Monday, February 13, 2012

College Apartment Living Ain't for Sissies

Alan and I drove down to Waco last Friday for a quick visit with our Baylor boys.  I also had some fun things to do with dear friends Friday night and Saturday.  Since Bryce and Reed share a 2 bedroom apartment, Alan and I usually stay with them instead of getting a hotel room.  A few days before we arrive, Alan "treats" the boys to a royal housecleaning by Modesta who used to clean for my mom.  (Truth be told, we actually treat ourselves to the Modesta cleanse.  The boys call the Modesta cleanse "hospital clean.")  Modesta loves the boys and is always glad to help out.  Last week, we extended the offer.  "Call Modesta and get her to come clean your apartment before we get there!"  "OK.  We will."  

They did not.  According to them, they didn't have time to pre-clean for Modesta.  Oh, no.
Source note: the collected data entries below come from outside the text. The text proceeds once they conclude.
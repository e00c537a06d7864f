//! # Testing Utilities for the IR
//!
//! Small module factories shared by the unit tests.

use crate::function::PipelineStage;
use crate::ops::{self, BinaryOp};
use crate::passes::Transform;
use crate::{disassemble, validate, Builder, FunctionId, Module, TypeId};

/// `%foo = func(%arg1:lhs, %arg2:rhs)` returning `arg1 op arg2`
pub fn binary_function(module: &mut Module, op: BinaryOp, lhs: TypeId, rhs: TypeId) -> FunctionId {
    let result_ty = ops::binary_result_type(&mut module.types, op, lhs, rhs)
        .expect("operand types are incoherent for the operator");
    let mut b = Builder::new(module);
    let f = b.function("foo", result_ty, None);
    let arg1 = b.add_param(f, "arg1", lhs);
    let arg2 = b.add_param(f, "arg2", rhs);
    let body = b.function_body(f);
    b.append_to(body);
    let result = b.binary(op, arg1, arg2);
    b.return_(f, Some(result));
    f
}

/// [`binary_function`] over two `mat<columns>x<rows><f32>` operands
pub fn matrix_function(op: BinaryOp, columns: u32, rows: u32) -> (Module, FunctionId) {
    let mut module = Module::new();
    let f32 = module.types.f32();
    let mat = module.types.mat(f32, columns, rows);
    let f = binary_function(&mut module, op, mat, mat);
    (module, f)
}

/// An empty `@compute @workgroup_size(1, 1, 1)` entry point
pub fn empty_entry_point(module: &mut Module, name: &str) -> FunctionId {
    let mut b = Builder::new(module);
    let void = b.types().void();
    let f = b.function(
        name,
        void,
        Some(PipelineStage::Compute {
            workgroup_size: [1, 1, 1],
        }),
    );
    let body = b.function_body(f);
    b.append_to(body);
    b.return_(f, None);
    f
}

/// Runs `pass`, checks the result validates and returns its disassembly
pub fn run_and_dump(pass: &mut impl Transform, module: &mut Module) -> String {
    pass.run(module);
    if let Err(err) = validate(module) {
        panic!("{} produced an invalid module: {err}\n{}", pass.name(), disassemble(module));
    }
    disassemble(module)
}
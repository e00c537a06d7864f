//! # Structured Control Constructs
//!
//! Payloads of the `if`, `loop` and `switch` instructions. Each construct owns
//! its nested blocks and a merge block; the merge block's parameters are the
//! construct's result values.

use crate::{BlockId, ConstantId};

#[derive(Debug, Clone, Copy, PartialEq, Eq, Hash)]
pub struct If {
    pub true_block: BlockId,
    pub false_block: BlockId,
    pub merge: BlockId,
}

/// `loop`: initializer runs once, then body and continuing repeat
///
/// The initializer and continuing blocks are always allocated; an empty one is
/// treated as absent.
#[derive(Debug, Clone, Copy, PartialEq, Eq, Hash)]
pub struct Loop {
    pub initializer: BlockId,
    pub body: BlockId,
    pub continuing: BlockId,
    pub merge: BlockId,
}

#[derive(Debug, Clone, Copy, PartialEq, Eq, Hash)]
pub enum CaseSelector {
    Value(ConstantId),
    Default,
}

#[derive(Debug, Clone, PartialEq, Eq, Hash)]
pub struct Case {
    pub selectors: Vec<CaseSelector>,
    pub block: BlockId,
}

impl Case {
    pub fn is_default(&self) -> bool {
        self.selectors.contains(&CaseSelector::Default)
    }
}

#[derive(Debug, Clone, PartialEq, Eq, Hash)]
pub struct Switch {
    pub cases: Vec<Case>,
    pub merge: BlockId,
}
That would involve about an hour of clearing paths of dirty clothes and debris from each room.  I can't imagine what the pre-clean would involve in the kitchen.  Assuredly, a lawn and leaf trash bag for stuffing full of empty Frito bags, Ramen cups, and Dr. Pepper cans would be necessary, and I shudder to think what else.

Upon our arrival, the place looked fairly acceptable.  The floors were cleared.  Reed's sheets were in the washer.  The carpet was filthy, but we were able to walk without tripping.  As we settled into Reed's room, he said that it would be a while before the sheets (turns out he meant the fitted sheet only) would be ready.  It takes about 3 hours to dry a Kleenex in their apartment's drier.  I peeked into his bathroom and noticed that there was no TP and that the TP holder only had one "arm" still attached to the wall.  

"Reed, do we need to make a run to the store for some toilet paper?"

"Ahhhh.  No.  There is toilet paper in Bryce's bathroom.  Actually my toilet has been broken for a couple of days.  I was going to call them tomorrow to see if they'd come fix it."

A couple of days.

"Ya'll can use Bryce's bathroom!"

Thank goodness they live in a 2 bedroom - 2 bathroom apartment.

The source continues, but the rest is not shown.